Buscando versiones en español del Jabberwocky a altas horas de la noche, terminé en una página de Internet que planteaba la teoría de que, Jack el Destripador, famoso asesino en serie del que todos hemos leído o al menos hemos escuchado hablar, pudo haber sido el escritor Lewis Carroll. Supuestamente, este escritor llevaba un diario en el cual solía escribir siempre con tinta negra, a excepción de alguna veces que lo hacía con tinta roja, las cuales misteriosamente coincidían con las fechas en las que se cometieron los asesinatos de Whitechapel. Sinceramente, considero que sólo son teorías de conspiración, pero aún así me pareció interesante. Finalmente y después de leer varios mitos que giran alrededor su persona, me topé con un aspecto de su vida que me era desconocido, su pasión por la fotografía.
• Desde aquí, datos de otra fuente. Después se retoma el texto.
// SPDX-FileCopyrightText: 2025 sqlex contributors
// SPDX-License-Identifier: MIT

//! Raw statement execution for SQLite.

use rusqlite::params_from_iter;
use sqlex_verify::{ResultSet, Row, Value};
use tracing::debug;

use crate::backend::{Backend, Dialect};
use crate::connection::Database;
use crate::error::{Error, Result};
use crate::types::{SqlParam, value_from_sql};

impl Database {
    /// Run one statement with positional parameters (`?1` or `$1`, ...).
    ///
    /// When a result row repeats a column name the last occurrence wins.
    pub fn query(&self, sql: &str, params: &[Value]) -> Result<ResultSet> {
        let mut stmt = self
            .conn
            .prepare(sql)
            .map_err(|e| Error::statement(sql, e))?;
        let columns: Vec<String> = stmt
            .column_names()
            .into_iter()
            .map(str::to_owned)
            .collect();
        let bound = params_from_iter(params.iter().map(SqlParam));

        if columns.is_empty() {
            let changed = stmt.execute(bound).map_err(|e| Error::statement(sql, e))?;
            debug!("Statement changed {changed} rows");
            return Ok(ResultSet::affected(changed as u64));
        }

        let mut out = Vec::new();
        let mut rows = stmt.query(bound).map_err(|e| Error::statement(sql, e))?;
        while let Some(row) = rows.next().map_err(|e| Error::statement(sql, e))? {
            let mut values = Row::with_capacity(columns.len());
            for (index, column) in columns.iter().enumerate() {
                values.insert(column.as_str(), value_from_sql(row.get_ref(index)?));
            }
            out.push(values);
        }

        debug!("Query returned {} rows", out.len());
        Ok(ResultSet::new(columns, out))
    }

    /// Run several `;`-separated statements.
    pub fn execute_batch(&self, sql: &str) -> Result<()> {
        self.conn
            .execute_batch(sql)
            .map_err(|e| Error::statement(sql, e))
    }
}

impl Backend for Database {
    fn dialect(&self) -> Dialect {
        Dialect::Sqlite
    }

    fn query(&mut self, sql: &str, params: &[Value]) -> Result<ResultSet> {
        Database::query(self, sql, params)
    }

    fn execute_batch(&mut self, sql: &str) -> Result<()> {
        Database::execute_batch(self, sql)
    }
}
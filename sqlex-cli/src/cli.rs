use std::path::PathBuf;

use clap::Parser;
use sqlex_db::Dialect;

#[derive(Debug, Parser)]
#[command(
    name = "sqlex",
    version,
    about = "Run raw-SQL scenarios and check their typed results",
    disable_help_subcommand = true
)]
pub struct Cli {
    /// SQL dialect to run against: sqlite or postgres
    #[arg(value_name = "DIALECT", value_parser = parse_dialect)]
    pub dialect: Option<Dialect>,

    /// SQLite database path or PostgreSQL connection URL
    #[arg(short = 'd', long, value_name = "URL|PATH")]
    pub database: Option<String>,

    /// Read settings from this TOML file instead of $SQLEX_CONFIG
    #[arg(short = 'c', long, value_name = "FILE")]
    pub config: Option<PathBuf>,

    /// Only run scenarios whose name contains NAME (repeatable)
    #[arg(short = 's', long = "scenario", value_name = "NAME")]
    pub scenarios: Vec<String>,

    /// Stop after the first failed scenario
    #[arg(long)]
    pub fail_fast: bool,

    /// List scenarios instead of running them
    #[arg(long)]
    pub list: bool,

    /// Print the report as JSON
    #[arg(long)]
    pub json: bool,
}

fn parse_dialect(s: &str) -> Result<Dialect, String> {
    s.parse().map_err(|e: sqlex_db::Error| e.to_string())
}
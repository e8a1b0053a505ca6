// SPDX-FileCopyrightText: 2025 sqlex contributors
// SPDX-License-Identifier: MIT

/// Build a [`Row`](crate::Row) from `column => value` pairs.
///
/// ```
/// use sqlex_verify::{row, Value};
///
/// let r = row! { "name" => "dog", "cnt" => 3 };
/// assert_eq!(r.get("cnt"), Some(&Value::Integer(3)));
/// ```
#[macro_export]
macro_rules! row {
    () => {
        $crate::Row::new()
    };
    ($($column:expr => $value:expr),+ $(,)?) => {{
        let mut row = $crate::Row::new();
        $( row.insert($column, $value); )+
        row
    }};
}

/// Panic with the verifier's diagnostic unless `actual` matches `expected`.
///
/// Both sides may be anything that is `AsRef<[Row]>`: a `ResultSet`, a
/// `Vec<Row>` or an array of rows.
#[macro_export]
macro_rules! assert_rows_eq {
    ($actual:expr, $expected:expr $(,)?) => {
        $crate::assert_rows_eq!($actual, $expected, &$crate::TypecastMap::new())
    };
    ($actual:expr, $expected:expr, $typecasts:expr $(,)?) => {
        if let Err(err) = $crate::assert_rows_equal(
            ::core::convert::AsRef::<[$crate::Row]>::as_ref(&$actual),
            ::core::convert::AsRef::<[$crate::Row]>::as_ref(&$expected),
            $typecasts,
        ) {
            panic!("result rows differ: {err}");
        }
    };
}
La obra de Lewis Carroll dista de ser popular, pero es tan buena que esta considerada como una joya de la fotografía de la época Victoriana. Se estima que su colección ascendía a la cantidad de 3,000 fotografías, de las cuales sólo se conservó una cuarta parte. Carroll, solía retratar principalmente a niñas, lo cual despertó muchos rumores acerca de una supuesta pedófilia, pero su habilidad no se resumía solamente a esto, también lograba excelentes tomas de muñecas, árboles, esqueletos y perros. El paso de este escritor por el mundo de la fotografía se vio interrumpido cuando, después de 24 años de constante producción fotográfica, el autor del hito literario, Alícia en el Pais de las Maravillas, decidió sin razón o motivo aparente abandonar este arte.

Su trabajo me parece magnifico, además creo que el hecho de que sea un lado completamente desconocido de Carroll, lo hace todavía más interesante. El poder echar un vistazo a como este escritor veía el mundo a través del lente, sólo me hace apasionarme más por la vida y obra de este escritor enigmático que, sin duda, figura entre mis favoritos.